İşte üstte bahsettiğimiz stanttaki çok ağır hiciv ve tenkitleri de içeren yüzlerce karikatürden hiçbiri için dava açma ve/veya gazetecileri cezalandırma yoluna merhum Demirel’in hiç gitmediği, gitmeye tenezzül bile etmediği, örneğini onun için verdim.”
“ACİLEN MİLLETLE BARIŞMA OLMALIDIR”
Ufuk Söylemez yazısını şöyle sürdürdü:
“Toplumsal uzlaşma, karşılıklı diyalog ve müsamaha için, demokratik, sabır ve anlayış çok kıymetli bir haslettir.
Son yıllarda topluma hakim kılınmaya çalışılan nefret telaffuzlarının, kamplaştırıcı, ayrıştırıcı ve kutuplaştırıcı kelam ve hallerin, giderek karşılıklı müsamaha ve anlayış ortamının ortadan kaldırılmasına neden olduğuna üzülerek şahit oluyoruz.
Bu ortamın düzeltilmesi için, en büyük sorumluluk kuşkusuz ki devletin başına yani Sn. Cumhurbaşkanı’na düşüyor bence.
Siyasi rekabeti, hasımlığa ve adeta düşman kamplara dönüştürecek bir nefret lisanının siyasete hükümran olmasına ve gölge düşürmesine mani olunmalıdır.
Ancak Adalet Bakanlığı’nın, İsimli Sicil ve İstatistik Genel Müdürlüğünün, Cumhurbaşkanına hakaretten ötürü açılan davalarla ilgili olarak yayınladığı bilgilere bakıldığında (Bkz. www.dogrulukpayi.com) şaşırtan ve çarpıcı bilgilerle karşılaşılıyor maalesef.

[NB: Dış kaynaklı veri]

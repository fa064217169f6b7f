use crate::calendar::DateStyler;
use crate::locale::Locale;
use crate::theme::period_style;
use ratatui::style::Style;
use time::{macros::date, Date, Month};

/// The liturgical period that a date falls in.  Exactly one applies to any
/// date.
#[derive(Clone, Copy, Debug, Eq, Hash, PartialEq)]
pub(crate) enum SeasonPeriod {
    AfterChristmas,
    Epiphany,
    GreatFast,
    PaschaSeason,
    ApostlesFast,
    VirginsFast,
    ChristmasFast,
    Ordinary,
}

impl SeasonPeriod {
    pub(crate) fn color(self) -> PeriodColor {
        match self {
            SeasonPeriod::AfterChristmas => PeriodColor::Red,
            SeasonPeriod::Epiphany | SeasonPeriod::ChristmasFast => PeriodColor::Blue,
            SeasonPeriod::GreatFast => PeriodColor::Purple,
            SeasonPeriod::PaschaSeason => PeriodColor::White,
            SeasonPeriod::ApostlesFast => PeriodColor::Green,
            SeasonPeriod::VirginsFast => PeriodColor::Burgundy,
            SeasonPeriod::Ordinary => PeriodColor::Gold,
        }
    }

    /// Name of the period as shown in the day view
    pub(crate) fn name(self, locale: Locale) -> &'static str {
        match (self, locale) {
            (SeasonPeriod::AfterChristmas, Locale::Arabic) => "ما بعد الميلاد",
            (SeasonPeriod::Epiphany, Locale::Arabic) => "عيد الغطاس",
            (SeasonPeriod::GreatFast, Locale::Arabic) => "الصوم الكبير",
            (SeasonPeriod::PaschaSeason, Locale::Arabic) => "الخمسين المقدسة",
            (SeasonPeriod::ApostlesFast, Locale::Arabic) => "صوم الرسل",
            (SeasonPeriod::VirginsFast, Locale::Arabic) => "صوم السيدة العذراء",
            (SeasonPeriod::ChristmasFast, Locale::Arabic) => "صوم الميلاد",
            (SeasonPeriod::Ordinary, Locale::Arabic) => "الزمن العادي",
            (SeasonPeriod::AfterChristmas, Locale::English) => "After Christmas",
            (SeasonPeriod::Epiphany, Locale::English) => "Epiphany",
            (SeasonPeriod::GreatFast, Locale::English) => "Great Fast",
            (SeasonPeriod::PaschaSeason, Locale::English) => "Pascha",
            (SeasonPeriod::ApostlesFast, Locale::English) => "Apostles' Fast",
            (SeasonPeriod::VirginsFast, Locale::English) => "Virgin's Fast",
            (SeasonPeriod::ChristmasFast, Locale::English) => "Christmas Fast",
            (SeasonPeriod::Ordinary, Locale::English) => "Ordinary Time",
        }
    }
}

/// Display color tag of a period
#[derive(Clone, Copy, Debug, Eq, Hash, PartialEq)]
pub(crate) enum PeriodColor {
    Red,
    Blue,
    Gold,
    Purple,
    White,
    Green,
    Burgundy,
}

/// Source of the Pascha date that the movable periods are measured from
pub(crate) trait ReferenceDateResolver {
    /// Returns `None` if the resolver has no Pascha to offer for `date`
    fn reference_pascha(&self, date: Date) -> Option<Date>;
}

impl<T: ReferenceDateResolver + ?Sized> ReferenceDateResolver for &T {
    fn reference_pascha(&self, date: Date) -> Option<Date> {
        (**self).reference_pascha(date)
    }
}

/// A short table of known Pascha dates.  This is an approximation that is only
/// meaningful for dates from 2024 through 2026; anything outside that range
/// gets whichever table entry the selection rules land on.
#[derive(Clone, Copy, Debug, Default, Eq, PartialEq)]
pub(crate) struct PaschaTable;

const PASCHA_2024: Date = date!(2024 - 05 - 05);
const PASCHA_2025: Date = date!(2025 - 04 - 20);
const PASCHA_2026: Date = date!(2026 - 04 - 12);
const NEW_YEAR_2025: Date = date!(2025 - 01 - 01);

impl ReferenceDateResolver for PaschaTable {
    fn reference_pascha(&self, date: Date) -> Option<Date> {
        let mut pascha = PASCHA_2024;
        if date > PASCHA_2024 && date <= NEW_YEAR_2025 {
            pascha = PASCHA_2025;
        } else if date > NEW_YEAR_2025 {
            pascha = PASCHA_2026;
        }
        match date.year() {
            2025 => pascha = PASCHA_2025,
            2026 => pascha = PASCHA_2026,
            _ => (),
        }
        Some(pascha)
    }
}

/// Classifies dates into liturgical periods.  The rules are checked in a fixed
/// order and the first one that matches wins, as the ranges overlap.
#[derive(Clone, Copy, Debug, Default, Eq, PartialEq)]
pub(crate) struct Seasons<R = PaschaTable>(R);

impl<R: ReferenceDateResolver> Seasons<R> {
    pub(crate) fn new(resolver: R) -> Seasons<R> {
        Seasons(resolver)
    }

    pub(crate) fn classify(&self, date: Date) -> SeasonPeriod {
        let month = date.month();
        let day = date.day();
        if month == Month::January && (7..=19).contains(&day) {
            return if day == 19 {
                SeasonPeriod::Epiphany
            } else {
                SeasonPeriod::AfterChristmas
            };
        }
        if let Some(pascha) = self.0.reference_pascha(date) {
            let since_pascha = (date - pascha).whole_days();
            if (-49..0).contains(&since_pascha) {
                return SeasonPeriod::GreatFast;
            }
            if (0..=50).contains(&since_pascha) {
                return SeasonPeriod::PaschaSeason;
            }
        }
        match (month, day) {
            (Month::June, _) => SeasonPeriod::ApostlesFast,
            (Month::August, 1..=14) => SeasonPeriod::VirginsFast,
            (Month::November, 28..) | (Month::December, _) | (Month::January, ..=6) => {
                SeasonPeriod::ChristmasFast
            }
            _ => SeasonPeriod::Ordinary,
        }
    }
}

impl<R: ReferenceDateResolver> DateStyler for Seasons<R> {
    fn date_style(&self, date: Date) -> Style {
        period_style(self.classify(date).color())
    }
}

Bu bilgilere nazaran 1986-2018 yılları ortasında Cumhurbaşkanına hakaret kabahatinden (TCK unsur 299) açılan davalardaki sanık sayıları aşağıdaki üzere gerçekleşmiş vaziyette.
Yukarıdaki data ve tablolardan da açıkça görüleceği üzere, R.T. Erdoğan’ın açtığı hakaret davalarında 17 bin 406 sanıktan, halihazırda, 5 bin 863 vatandaş mahkum edilmiştir. Son 2019-2020 yıllarında bu trendin devam etmediğine dair bir emare de yoktur orta yerde.
Burada yapılması gereken, vergi barışı, imar barışı vb. yerine ivedilikle milletle barışma olmalıdır.
Bunun prosedürünü, adabını ve üslubunu da en âlâ kendileri bulup değerlendirmelidirler diye düşünüyorum.”